To investigate the expression and regulation of the kappa-opioid receptor (KOR) and the delta-opioid receptor (DOR) in fibroblast-like synoviocytes (FLS) from patients with osteoarthritis (OA) and rheumatoid arthritis (RA), and to explore the potential antiarthritic mechanisms of peripheral KORs. FLS isolated from synovial tissues of 6 OA patients, 8 RA patients, and 2 healthy individuals were exposed to the selective KOR agonist U69593, the selective DOR agonist SNC 80, and kappa-opioid dynorphin A in the presence or absence of the KOR antagonist nor-binaltorphimine, the DOR antagonist naltrindole, and the proinflammatory cytokines tumor necrosis factor alpha (TNFalpha) and interleukin-1beta (IL-1beta).
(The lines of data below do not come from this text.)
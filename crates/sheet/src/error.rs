use thiserror::Error;

/// Errors raised while reading an uploaded workbook
#[derive(Error, Debug)]
pub enum DecodeError {
    #[error("Unreadable workbook: {0}")]
    Workbook(#[from] calamine::Error),

    #[error("Workbook contains no sheets")]
    NoSheets,

    #[error("Sheet '{sheet}' is empty")]
    EmptySheet { sheet: String },

    #[error("Sheet '{sheet}' has no data rows after the header")]
    NoRows { sheet: String },
}

/// Errors raised while writing a dataset back out as a workbook
#[derive(Error, Debug)]
pub enum EncodeError {
    #[error("Workbook write error: {0}")]
    Xlsx(#[from] rust_xlsxwriter::XlsxError),

    #[error("Row index overflow: {0}")]
    RowOverflow(usize),

    #[error("Column index overflow: {0}")]
    ColumnOverflow(usize),

    #[error("IO error: {0}")]
    Io(#[from] std::io::Error),
}

pub type Result<T> = std::result::Result<T, DecodeError>;
// SPDX-License-Identifier: AGPL-3.0
// Copy To Download Core - Plugin bridge
//
// Exposes the plugin actions to a host. Commands are handled by a single
// loop task, which owns the permission gate; the copy itself runs on the
// blocking pool and answers on a reply channel private to each call.

use crate::operation::CopyToDownload;
use crate::permission::{
    Admission, PermissionDecision, PermissionGate, PermissionHost, PermissionResponder,
};
use crate::registrar::{DownloadHistory, DownloadRegistrar};
use crate::settings::AppSettings;
use crate::storage::{DownloadDirectory, UserDownloadDirectory};
use crate::types::{arg_string, AppError, Capability, CopyRequest, DownloadHandle, GateDecision, PermissionStatus};
use async_channel::{Receiver, Sender};
use serde_json::Value;
use std::sync::Arc;
use tokio::runtime::Runtime;

pub const ACTION_COPY_TO_DOWNLOAD: &str = "copyToDownload";
pub const ACTION_COPY_NATIVE_PATHS: &str = "copyNativePaths";

/// What the caller gets back: the success payload, or a readable error
pub type BridgeResult = Result<String, String>;

/// A parsed plugin action
#[derive(Debug, Clone, PartialEq, Eq)]
pub enum Action {
    CopyToDownload(CopyRequest),
    CopyNativePaths {
        source_url: String,
        target_dir_url: String,
    },
}

impl Action {
    pub fn parse(name: &str, args: &[Value]) -> Result<Self, AppError> {
        match name {
            ACTION_COPY_TO_DOWNLOAD => Ok(Self::CopyToDownload(CopyRequest::from_args(args)?)),
            ACTION_COPY_NATIVE_PATHS => Ok(Self::CopyNativePaths {
                source_url: arg_string(args, 0)?,
                target_dir_url: arg_string(args, 1)?,
            }),
            other => Err(AppError::UnknownAction(other.to_string())),
        }
    }

    pub fn name(&self) -> &'static str {
        match self {
            Self::CopyToDownload(_) => ACTION_COPY_TO_DOWNLOAD,
            Self::CopyNativePaths { .. } => ACTION_COPY_NATIVE_PATHS,
        }
    }
}

/// Commands that can be sent to the bridge
#[derive(Debug)]
pub enum BridgeCommand {
    Execute {
        action: String,
        args: Vec<Value>,
        reply: Sender<BridgeResult>,
    },
    /// A permission decision delivered by the host out of band
    PermissionResult {
        request_code: i32,
        grant_results: Vec<PermissionStatus>,
    },
}

/// Things frontends may want to show the user
#[derive(Debug, Clone, PartialEq, Eq)]
pub enum BridgeEvent {
    PermissionRequested {
        request_code: i32,
        capability: Capability,
    },
    DownloadRegistered {
        handle: DownloadHandle,
        title: String,
        show_notification: bool,
    },
    RequestFailed {
        action: String,
        error: String,
    },
}

/// A call parked behind the permission prompt
struct DeferredCall {
    action: Action,
    reply: Sender<BridgeResult>,
}

/// Bridge between a host and the copy operation.
///
/// Owns its runtime; drop it from synchronous code.
pub struct PluginBridge {
    command_tx: Sender<BridgeCommand>,
    event_rx: Receiver<BridgeEvent>,
    _runtime: Arc<Runtime>,
}

impl PluginBridge {
    /// Build a bridge with the desktop registrar and Download directory from settings
    pub fn from_settings<H>(host: H, settings: &AppSettings) -> Result<Self, AppError>
    where
        H: PermissionHost + 'static,
    {
        let history = DownloadHistory::new(settings.history_limit)?;
        let download_dir = UserDownloadDirectory::new(settings.download_dir.clone());
        let operation = CopyToDownload::new(history, download_dir, settings.copy_options());
        Self::new(host, operation, settings.max_pending)
    }

    pub fn new<H, R, D>(
        host: H,
        operation: CopyToDownload<R, D>,
        max_pending: usize,
    ) -> Result<Self, AppError>
    where
        H: PermissionHost + 'static,
        R: DownloadRegistrar + 'static,
        D: DownloadDirectory + 'static,
    {
        let (command_tx, command_rx) = async_channel::bounded::<BridgeCommand>(32);
        let (event_tx, event_rx) = async_channel::bounded::<BridgeEvent>(64);
        let (decision_tx, decision_rx) = async_channel::unbounded::<PermissionDecision>();

        let runtime = Arc::new(
            tokio::runtime::Builder::new_multi_thread()
                .worker_threads(2)
                .enable_all()
                .build()
                .map_err(|e| AppError::Runtime(format!("Failed to create Tokio runtime: {}", e)))?,
        );

        let gate = PermissionGate::new(host, PermissionResponder::new(decision_tx), max_pending);
        let operation = Arc::new(operation);

        let rt = runtime.clone();
        runtime.spawn(async move {
            Self::run(gate, operation, command_rx, decision_rx, event_tx).await;
        });

        Ok(Self {
            command_tx,
            event_rx,
            _runtime: rt,
        })
    }

    async fn run<H, R, D>(
        gate: PermissionGate<H, DeferredCall>,
        operation: Arc<CopyToDownload<R, D>>,
        command_rx: Receiver<BridgeCommand>,
        decision_rx: Receiver<PermissionDecision>,
        event_tx: Sender<BridgeEvent>,
    ) where
        H: PermissionHost + 'static,
        R: DownloadRegistrar + 'static,
        D: DownloadDirectory + 'static,
    {
        loop {
            tokio::select! {
                cmd = command_rx.recv() => {
                    match cmd {
                        Ok(BridgeCommand::Execute { action, args, reply }) => {
                            Self::execute_action(&gate, &operation, &event_tx, &action, &args, reply);
                        }
                        Ok(BridgeCommand::PermissionResult { request_code, grant_results }) => {
                            Self::resolve(&gate, &operation, &event_tx, request_code, &grant_results);
                        }
                        Err(_) => break,
                    }
                }
                decision = decision_rx.recv() => {
                    if let Ok(decision) = decision {
                        Self::resolve(
                            &gate,
                            &operation,
                            &event_tx,
                            decision.request_code,
                            &decision.grant_results,
                        );
                    }
                }
            }
        }
        tracing::debug!("Plugin bridge command loop stopped");
    }

    fn execute_action<H, R, D>(
        gate: &PermissionGate<H, DeferredCall>,
        operation: &Arc<CopyToDownload<R, D>>,
        event_tx: &Sender<BridgeEvent>,
        name: &str,
        args: &[Value],
        reply: Sender<BridgeResult>,
    ) where
        H: PermissionHost + 'static,
        R: DownloadRegistrar + 'static,
        D: DownloadDirectory + 'static,
    {
        let action = match Action::parse(name, args) {
            Ok(action) => action,
            Err(e) => {
                tracing::error!("Rejected {} call: {}", name, e);
                let _ = reply.try_send(Err(e.to_string()));
                return;
            }
        };

        let overflow_reply = reply.clone();
        let admission = gate.ensure_write_access(DeferredCall { action, reply });
        if let Ok(admitted) = &admission {
            tracing::debug!("{} call admitted: {:?}", name, admitted.decision());
        }

        match admission {
            Ok(Admission::Granted(call)) => Self::dispatch(operation.clone(), event_tx.clone(), call),
            Ok(Admission::Pending(token)) => {
                tracing::info!("{} call {} waiting for permission", name, token);
                // First request in the queue means a fresh prompt went out
                if gate.pending_count() == 1 {
                    let _ = event_tx.try_send(BridgeEvent::PermissionRequested {
                        request_code: gate.request_code(),
                        capability: gate.capability(),
                    });
                }
            }
            Err(e) => {
                tracing::error!("Rejected {} call: {}", name, e);
                let _ = overflow_reply.try_send(Err(e.to_string()));
            }
        }
    }

    fn resolve<H, R, D>(
        gate: &PermissionGate<H, DeferredCall>,
        operation: &Arc<CopyToDownload<R, D>>,
        event_tx: &Sender<BridgeEvent>,
        request_code: i32,
        grant_results: &[PermissionStatus],
    ) where
        H: PermissionHost + 'static,
        R: DownloadRegistrar + 'static,
        D: DownloadDirectory + 'static,
    {
        let Some(resolution) = gate.on_request_permission_result(request_code, grant_results) else {
            return;
        };

        let granted = resolution.decision == GateDecision::Granted;
        for (token, call) in resolution.requests {
            if granted {
                tracing::debug!("Resuming call {}", token);
                Self::dispatch(operation.clone(), event_tx.clone(), call);
            } else {
                let error = AppError::PermissionDenied.to_string();
                let _ = event_tx.try_send(BridgeEvent::RequestFailed {
                    action: call.action.name().to_string(),
                    error: error.clone(),
                });
                let _ = call.reply.try_send(Err(error));
            }
        }
    }

    /// Run an admitted call on the blocking pool and answer its caller
    fn dispatch<R, D>(operation: Arc<CopyToDownload<R, D>>, event_tx: Sender<BridgeEvent>, call: DeferredCall)
    where
        R: DownloadRegistrar + 'static,
        D: DownloadDirectory + 'static,
    {
        tokio::spawn(async move {
            let DeferredCall { action, reply } = call;
            let name = action.name();

            let job_action = action.clone();
            let outcome = tokio::task::spawn_blocking(move || run_action(&operation, &job_action))
                .await
                .unwrap_or_else(|e| Err(AppError::Runtime(format!("Copy task failed: {}", e))));

            let result = match outcome {
                Ok(ActionOutput::Registered(handle)) => {
                    if let Action::CopyToDownload(request) = &action {
                        let event = BridgeEvent::DownloadRegistered {
                            handle,
                            title: request.title.clone(),
                            show_notification: request.show_notification,
                        };
                        if event_tx.try_send(event).is_err() {
                            tracing::debug!("Event channel full or closed, dropping event");
                        }
                    }
                    Ok(handle.to_string())
                }
                Ok(ActionOutput::Copied(url)) => Ok(url),
                Err(e) => {
                    tracing::error!("{} failed: {}", name, e);
                    let _ = event_tx.try_send(BridgeEvent::RequestFailed {
                        action: name.to_string(),
                        error: e.to_string(),
                    });
                    Err(e.to_string())
                }
            };

            // The caller may have given up; nothing to do then
            let _ = reply.send(result).await;
        });
    }

    /// Invoke an action and wait for its result
    pub async fn execute(&self, action: &str, args: Vec<Value>) -> BridgeResult {
        let (reply_tx, reply_rx) = async_channel::bounded(1);

        self.command_tx
            .send(BridgeCommand::Execute {
                action: action.to_string(),
                args,
                reply: reply_tx,
            })
            .await
            .map_err(|_| AppError::BridgeClosed.to_string())?;

        reply_rx
            .recv()
            .await
            .map_err(|_| AppError::BridgeClosed.to_string())?
    }

    /// Blocking form of [`execute`](Self::execute), for hosts without an async context
    pub fn execute_blocking(&self, action: &str, args: Vec<Value>) -> BridgeResult {
        let (reply_tx, reply_rx) = async_channel::bounded(1);

        self.command_tx
            .send_blocking(BridgeCommand::Execute {
                action: action.to_string(),
                args,
                reply: reply_tx,
            })
            .map_err(|_| AppError::BridgeClosed.to_string())?;

        reply_rx
            .recv_blocking()
            .map_err(|_| AppError::BridgeClosed.to_string())?
    }

    /// Start an action without waiting; the result arrives on the returned receiver
    pub fn submit(&self, action: &str, args: Vec<Value>) -> Result<Receiver<BridgeResult>, AppError> {
        let (reply_tx, reply_rx) = async_channel::bounded(1);

        self.command_tx
            .send_blocking(BridgeCommand::Execute {
                action: action.to_string(),
                args,
                reply: reply_tx,
            })
            .map_err(|_| AppError::BridgeClosed)?;

        Ok(reply_rx)
    }

    /// Deliver a permission decision on behalf of the host
    pub fn permission_result(
        &self,
        request_code: i32,
        grant_results: Vec<PermissionStatus>,
    ) -> Result<(), AppError> {
        self.command_tx
            .send_blocking(BridgeCommand::PermissionResult {
                request_code,
                grant_results,
            })
            .map_err(|_| AppError::BridgeClosed)
    }

    pub fn event_receiver(&self) -> Receiver<BridgeEvent> {
        self.event_rx.clone()
    }
}

enum ActionOutput {
    Registered(DownloadHandle),
    Copied(String),
}

fn run_action<R, D>(operation: &CopyToDownload<R, D>, action: &Action) -> Result<ActionOutput, AppError>
where
    R: DownloadRegistrar,
    D: DownloadDirectory,
{
    match action {
        Action::CopyToDownload(request) => operation
            .copy_and_register(request)
            .map(ActionOutput::Registered),
        Action::CopyNativePaths {
            source_url,
            target_dir_url,
        } => operation
            .copy_native_paths(source_url, target_dir_url)
            .map(ActionOutput::Copied),
    }
}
The expression of KOR and DOR in OA and RA FLS was evaluated on the messenger RNA (mRNA) and protein levels with TaqMan real-time reverse transcriptase-polymerase chain reaction and immunofluorescence staining, respectively. KOR/DOR-mediated activation of ERK-1 and ERK-2 was investigated by Western blotting. We detected functional KOR and DOR in normal FLS and observed a reduction of both receptors in OA and RA FLS, which was more distinct in RA FLS. U69593 enhanced KOR mRNA expression in both OA and RA FLS in a KOR antagonist-reversible manner. However, the dose required for maximal enhancement in RA FLS was 10 times higher than that required in OA FLS. TNFalpha and IL-1beta both suppressed the expression of DOR and KOR mRNA in both OA and RA FLS. DOR and KOR are constitutively present in normal FLS and are suppressed under inflammatory conditions, such as RA and OA. Most interestingly, the KOR agonist U69593 may exert an antiarthritic effect via up-regulation of KOR in OA and RA FLS.